Ainsi, de tous côtés, le continent africain était l’objet d’un travail de pénétration et d’assujettissement à l’Europe, sauf d’un seul côté, celui du nord central et du nord occidental. Aucun effort n’était fait du milieu du bassin de la Méditerranée pour effectuer une jonction avec le centre de l’Afrique, pour y constituer à la fois une ligne de communication permanente et une continuité de domination européenne. Et, cependant, c’est seulement par le nord que le continent noir peut être mis en relations étroites et rapides avec l’Europe, et que les possessions européennes d’Afrique peuvent être rattachées directement aux capitales des puissances qui colonisent ce continent, Paris, Londres, Bruxelles, Berlin.
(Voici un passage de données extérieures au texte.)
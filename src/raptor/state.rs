use super::config::TimeType;

pub(crate) const INFINITY: i32 = i32::MAX;
pub(crate) const NO_INDEX: u32 = u32::MAX;

/// Kind of a label.
#[derive(Debug, Clone, Copy, PartialEq, Eq)]
pub(crate) enum LabelKind {
    /// First label of a connection, no previous label.
    Initial,
    /// Reached with a public transit trip.
    Route,
    /// Reached over a footpath transfer (not a same-stop transfer).
    Transfer,
}

/// One step of a connection. Labels live in the query's arena; `previous`
/// points back into that arena, never across queries.
#[derive(Debug, Clone, Copy)]
pub(crate) struct Label {
    /// Time the step starts at, relative to the reference-date midnight.
    pub source_time: i32,
    /// Time the step reaches its stop at.
    pub target_time: i32,
    pub kind: LabelKind,
    /// Route index for route labels, transfer array index for transfer
    /// labels, `NO_INDEX` otherwise.
    pub route_or_transfer_idx: u32,
    /// Trip row within the route, route labels only.
    pub trip_offset: u32,
    /// Service-day offset of the boarded trip in seconds, route labels only.
    /// Raw stop times plus this offset compare against label times.
    pub day_offset: i32,
    /// The stop this label reaches.
    pub stop_idx: u32,
    /// Arena index of the label this one was reached from.
    pub previous: Option<u32>,
}

/// Per-query working state: the label arena, the best label per stop and
/// round, the global best time per stop, and the marked-stop masks driving
/// the next round. Dropped with the query.
pub(crate) struct QueryState {
    stop_count: usize,
    arena: Vec<Label>,
    rounds: Vec<Box<[Option<u32>]>>,
    best_times: Vec<i32>,
    marked_this_round: Box<[bool]>,
    marked_next_round: Box<[bool]>,
    round: usize,
}

impl QueryState {
    pub fn new(stop_count: usize, time_type: TimeType) -> Self {
        Self {
            stop_count,
            arena: Vec::new(),
            rounds: vec![vec![None; stop_count].into_boxed_slice()],
            best_times: vec![unreached(time_type); stop_count],
            marked_this_round: vec![false; stop_count].into_boxed_slice(),
            marked_next_round: vec![false; stop_count].into_boxed_slice(),
            round: 0,
        }
    }

    pub fn round(&self) -> usize {
        self.round
    }

    pub fn round_count(&self) -> usize {
        self.rounds.len()
    }

    /// Restarts the round counter and marks for a re-run of the round loop
    /// (range extension). Labels, arena and best times stay.
    pub fn reset_rounds(&mut self) {
        self.round = 0;
        self.marked_this_round.fill(false);
        self.marked_next_round.fill(false);
    }

    /// Moves to the next round: the stops marked for next become this
    /// round's work set. A label layer is only appended when the round was
    /// never reached before, range-extension re-runs revisit existing
    /// layers.
    pub fn add_new_round(&mut self) {
        std::mem::swap(&mut self.marked_this_round, &mut self.marked_next_round);
        self.marked_next_round.fill(false);
        self.round += 1;
        if self.round >= self.rounds.len() {
            self.rounds
                .push(vec![None; self.stop_count].into_boxed_slice());
        }
    }

    pub fn label(&self, round: usize, stop_idx: usize) -> Option<&Label> {
        self.rounds[round][stop_idx].map(|label_ref| &self.arena[label_ref as usize])
    }

    pub fn label_ref(&self, round: usize, stop_idx: usize) -> Option<u32> {
        self.rounds[round][stop_idx]
    }

    pub fn resolve(&self, label_ref: u32) -> &Label {
        &self.arena[label_ref as usize]
    }

    /// Stores a label in the arena and makes it the best label of the stop
    /// for the round. Returns the arena index.
    pub fn set_label(&mut self, round: usize, stop_idx: usize, label: Label) -> u32 {
        let label_ref = self.arena.len() as u32;
        self.arena.push(label);
        self.rounds[round][stop_idx] = Some(label_ref);
        label_ref
    }

    pub fn clear_label(&mut self, round: usize, stop_idx: usize) {
        self.rounds[round][stop_idx] = None;
    }

    /// The comparable best time of a stop. Transfer labels store it with the
    /// same-stop transfer time already deducted, so it compares correctly
    /// against route target times.
    pub fn best_time(&self, stop_idx: usize) -> i32 {
        self.best_times[stop_idx]
    }

    pub fn set_best_time(&mut self, stop_idx: usize, time: i32) {
        self.best_times[stop_idx] = time;
    }

    pub fn is_marked_this_round(&self, stop_idx: usize) -> bool {
        self.marked_this_round[stop_idx]
    }

    pub fn mark(&mut self, stop_idx: usize) {
        self.marked_next_round[stop_idx] = true;
    }

    pub fn unmark(&mut self, stop_idx: usize) {
        self.marked_next_round[stop_idx] = false;
    }

    pub fn has_marked_stops(&self) -> bool {
        self.marked_next_round.iter().any(|marked| *marked)
    }

    pub fn marked_this_round(&self) -> impl Iterator<Item = usize> + '_ {
        self.marked_this_round
            .iter()
            .enumerate()
            .filter_map(|(stop_idx, marked)| marked.then_some(stop_idx))
    }

    pub fn marked_next_round_snapshot(&self) -> Vec<usize> {
        self.marked_next_round
            .iter()
            .enumerate()
            .filter_map(|(stop_idx, marked)| marked.then_some(stop_idx))
            .collect()
    }
}

/// The "not reached yet" time for the search direction.
pub(crate) fn unreached(time_type: TimeType) -> i32 {
    match time_type {
        TimeType::Departure => INFINITY,
        TimeType::Arrival => -INFINITY,
    }
}

#[cfg(test)]
mod tests {
    use super::*;

    fn label(target_time: i32, stop_idx: u32) -> Label {
        Label {
            source_time: 0,
            target_time,
            kind: LabelKind::Route,
            route_or_transfer_idx: 0,
            trip_offset: 0,
            day_offset: 0,
            stop_idx,
            previous: None,
        }
    }

    #[test]
    fn rounds_grow_but_are_reused_after_reset() {
        let mut state = QueryState::new(3, TimeType::Departure);
        assert_eq!(state.round_count(), 1);
        state.add_new_round();
        state.add_new_round();
        assert_eq!(state.round_count(), 3);
        assert_eq!(state.round(), 2);

        state.reset_rounds();
        assert_eq!(state.round(), 0);
        state.add_new_round();
        assert_eq!(state.round_count(), 3);
    }

    #[test]
    fn marks_move_to_this_round_on_round_change() {
        let mut state = QueryState::new(3, TimeType::Departure);
        state.mark(1);
        assert!(!state.is_marked_this_round(1));
        assert!(state.has_marked_stops());
        state.add_new_round();
        assert!(state.is_marked_this_round(1));
        assert!(!state.has_marked_stops());
    }

    #[test]
    fn labels_survive_a_round_reset() {
        let mut state = QueryState::new(1, TimeType::Departure);
        state.set_label(0, 0, label(100, 0));
        state.add_new_round();
        state.set_label(1, 0, label(50, 0));
        state.reset_rounds();
        assert_eq!(state.label(1, 0).unwrap().target_time, 50);
    }
}
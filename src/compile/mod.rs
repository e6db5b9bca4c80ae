//! Compiles a [`Schedule`] into the flattened [`Network`] model.
//!
//! Each schedule route is partitioned into sub-routes with a fixed stop
//! sequence, every trip becomes a row of its sub-route's stop-time matrix,
//! and footpath transfers are derived in three precedence tiers:
//!
//! 1. generated transfers from the configured [`TransferGenerator`]s,
//! 2. transfers propagated along the stop hierarchy (parent to child, child
//!    to parent, and fan-out to the destination's children),
//! 3. transfers declared in the schedule, applied last so they always win.

use std::collections::{HashMap, HashSet, VecDeque};
use std::sync::Arc;

use tracing::info;

mod partition;
mod transfer;

pub use partition::*;
pub use transfer::*;

use thiserror::Error;

use crate::network::{Network, NetworkBuilder, StopTime};
use crate::schedule::{Schedule, Stop, TransferKind};
use crate::shared::Duration;

#[derive(Error, Debug)]
pub enum Error {
    #[error(transparent)]
    Network(#[from] crate::network::Error),
    #[error("trip {0} not found in schedule")]
    UnknownTrip(String),
    #[error("calendar {calendar} referenced by trip {trip} not found in schedule")]
    UnknownCalendar { calendar: String, trip: String },
}

/// Schedule-to-network compiler. Runs once per schedule version; the
/// resulting [`Network`] is immutable and shared across queries.
pub struct NetworkCompiler<'a> {
    schedule: &'a Schedule,
    transfer_generators: Vec<Box<dyn TransferGenerator>>,
    default_same_stop_transfer_time: u32,
}

impl<'a> NetworkCompiler<'a> {
    pub fn new(schedule: &'a Schedule) -> Self {
        Self {
            schedule,
            transfer_generators: Vec::new(),
            default_same_stop_transfer_time: 120,
        }
    }

    /// Generators are listed highest-priority first: for the same stop pair
    /// an earlier generator overwrites a later one, and schedule-declared
    /// transfers overwrite all of them.
    pub fn with_transfer_generators(mut self, generators: Vec<Box<dyn TransferGenerator>>) -> Self {
        self.transfer_generators = generators;
        self
    }

    pub fn with_default_same_stop_transfer_time(mut self, seconds: u32) -> Self {
        self.default_same_stop_transfer_time = seconds;
        self
    }

    pub fn compile(&self) -> Result<Network, Error> {
        info!(
            trips = self.schedule.trips().len(),
            routes = self.schedule.routes().len(),
            "compiling schedule into network"
        );

        let mut builder = NetworkBuilder::new(self.default_same_stop_transfer_time);
        let mut added_stops: Vec<Arc<str>> = Vec::new();
        let mut added_lookup: HashSet<Arc<str>> = HashSet::new();

        // deterministic route order: ids sorted, sub-routes in first-seen order
        let mut route_ids: Vec<&Arc<str>> = self.schedule.routes().keys().collect();
        route_ids.sort();

        for route_id in route_ids {
            let route = &self.schedule.routes()[route_id];
            for sub_route in partition_route(self.schedule, route) {
                self.add_sub_route(&sub_route, &mut builder, &mut added_stops, &mut added_lookup)?;
            }
        }

        self.derive_transfers(&mut builder, &added_stops, &added_lookup)?;

        Ok(builder.build()?)
    }

    fn add_sub_route(
        &self,
        sub_route: &SubRoute,
        builder: &mut NetworkBuilder,
        added_stops: &mut Vec<Arc<str>>,
        added_lookup: &mut HashSet<Arc<str>>,
    ) -> Result<(), Error> {
        for stop_id in &sub_route.stop_sequence {
            if added_lookup.insert(stop_id.clone()) {
                builder.add_stop(stop_id)?;
                added_stops.push(stop_id.clone());
            }
        }

        let stop_ids: Vec<&str> = sub_route
            .stop_sequence
            .iter()
            .map(|stop_id| stop_id.as_ref())
            .collect();
        builder.add_route(&sub_route.id, &stop_ids)?;

        for trip_id in &sub_route.trip_ids {
            let trip = self
                .schedule
                .trip(trip_id)
                .ok_or_else(|| Error::UnknownTrip(trip_id.to_string()))?;
            if self.schedule.calendar(&trip.calendar_id).is_none() {
                return Err(Error::UnknownCalendar {
                    calendar: trip.calendar_id.to_string(),
                    trip: trip_id.to_string(),
                });
            }

            builder.add_trip(trip_id, &sub_route.id)?;
            for (position, stop_time) in trip.stop_times.iter().enumerate() {
                builder.add_stop_time(
                    &sub_route.id,
                    trip_id,
                    position,
                    &stop_time.stop_id,
                    StopTime {
                        arrival: stop_time.arrival.as_seconds(),
                        departure: stop_time.departure.as_seconds(),
                    },
                )?;
            }
        }
        Ok(())
    }

    /// Applies all transfer tiers in precedence order. The hierarchy
    /// propagation runs as a worklist over explicit stop ids: every network
    /// stop enters the list once, and since processing a stop never grows
    /// the stop set, draining the list reaches the fixed point.
    fn derive_transfers(
        &self,
        builder: &mut NetworkBuilder,
        added_stops: &[Arc<str>],
        added_lookup: &HashSet<Arc<str>>,
    ) -> Result<(), Error> {
        // tier 1: generated transfers, lowest priority first so later
        // generators overwrite earlier ones
        let stops: Vec<&Stop> = added_stops
            .iter()
            .filter_map(|stop_id| self.schedule.stop(stop_id))
            .collect();
        for generator in self.transfer_generators.iter().rev() {
            for transfer in generator.generate(&stops) {
                if added_lookup.contains(&transfer.from_stop_id)
                    && added_lookup.contains(&transfer.to_stop_id)
                {
                    builder.add_transfer(
                        &transfer.from_stop_id,
                        &transfer.to_stop_id,
                        transfer.duration.as_seconds(),
                    )?;
                }
            }
        }

        // tier 2: hierarchy-derived transfers
        let mut worklist: VecDeque<&Arc<str>> = added_stops.iter().collect();
        while let Some(stop_id) = worklist.pop_front() {
            let Some(stop) = self.schedule.stop(stop_id) else {
                continue;
            };

            // a child inherits its parent's transfers
            if let Some(parent_id) = &stop.parent_id
                && let Some(parent) = self.schedule.stop(parent_id)
            {
                self.apply_transfers_from(stop, parent, builder, added_lookup)?;
            }

            // a parent inherits each child's transfers
            for child_id in &stop.children {
                if let Some(child) = self.schedule.stop(child_id) {
                    self.apply_transfers_from(stop, child, builder, added_lookup)?;
                }
            }

            // fan a stop's own declared transfers out to the destination's
            // children, so any platform of the target station is reachable
            for (to_stop_id, duration) in declared_transfers(stop) {
                let Some(to_stop) = self.schedule.stop(&to_stop_id) else {
                    continue;
                };
                for child_id in &to_stop.children {
                    if added_lookup.contains(child_id) {
                        builder.add_transfer(&stop.id, child_id, duration.as_seconds())?;
                    }
                }
            }
        }

        // tier 3: schedule-declared transfers win every tie
        for stop_id in added_stops {
            let Some(stop) = self.schedule.stop(stop_id) else {
                continue;
            };
            for (to_stop_id, duration) in declared_transfers(stop) {
                if added_lookup.contains(&to_stop_id) {
                    builder.add_transfer(&stop.id, &to_stop_id, duration.as_seconds())?;
                }
            }
        }

        Ok(())
    }

    /// Copies every transfer reachable from `provider` onto `consumer`:
    /// explicit transfers of the provider plus derived edges onto the
    /// destinations' children, explicit declarations winning.
    fn apply_transfers_from(
        &self,
        consumer: &Stop,
        provider: &Stop,
        builder: &mut NetworkBuilder,
        added_lookup: &HashSet<Arc<str>>,
    ) -> Result<(), Error> {
        let mut derived: HashMap<Arc<str>, Duration> = HashMap::new();
        let mut explicit: Vec<(Arc<str>, Duration)> = Vec::new();

        for (to_stop_id, duration) in declared_transfers(provider) {
            let Some(to_stop) = self.schedule.stop(&to_stop_id) else {
                continue;
            };
            if added_lookup.contains(&to_stop_id) {
                explicit.push((to_stop_id.clone(), duration));
            }
            for child_id in &to_stop.children {
                if added_lookup.contains(child_id) {
                    derived.insert(child_id.clone(), duration);
                }
            }
        }
        for (to_stop_id, duration) in explicit {
            derived.insert(to_stop_id, duration);
        }

        for (to_stop_id, duration) in derived {
            builder.add_transfer(&consumer.id, &to_stop_id, duration.as_seconds())?;
        }
        Ok(())
    }
}

/// The minimum-time transfers declared on a stop. Other transfer kinds carry
/// semantics the routing model does not express and are skipped.
fn declared_transfers(stop: &Stop) -> impl Iterator<Item = (Arc<str>, Duration)> + '_ {
    stop.transfers.iter().filter_map(|transfer| {
        if transfer.kind == TransferKind::MinimumTime
            && let Some(duration) = transfer.min_transfer_time
        {
            Some((transfer.to_stop_id.clone(), duration))
        } else {
            None
        }
    })
}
Pourquoi négliger ainsi la voie directe et courte, s’obliger à d’énormes détours, causant des retards prolongés ? Le Sahara, ou plutôt la superstition du Sahara, en était la seule cause. Cette immense étendue, que l’on a l’habitude de regarder comme un désert de sable brûlant et mouvant, déconcertait les imaginations européennes ; elle les jetait dans un effroi semblable à celui qu’éprouvèrent les anciens navigateurs quand, sortis des Colonnes d’Hercule, portes de la Méditerranée, ils venaient à perdre de vue la terre : aux uns et aux autres, il semblait que l’abîme et une mort certaine et horrible les attendissent.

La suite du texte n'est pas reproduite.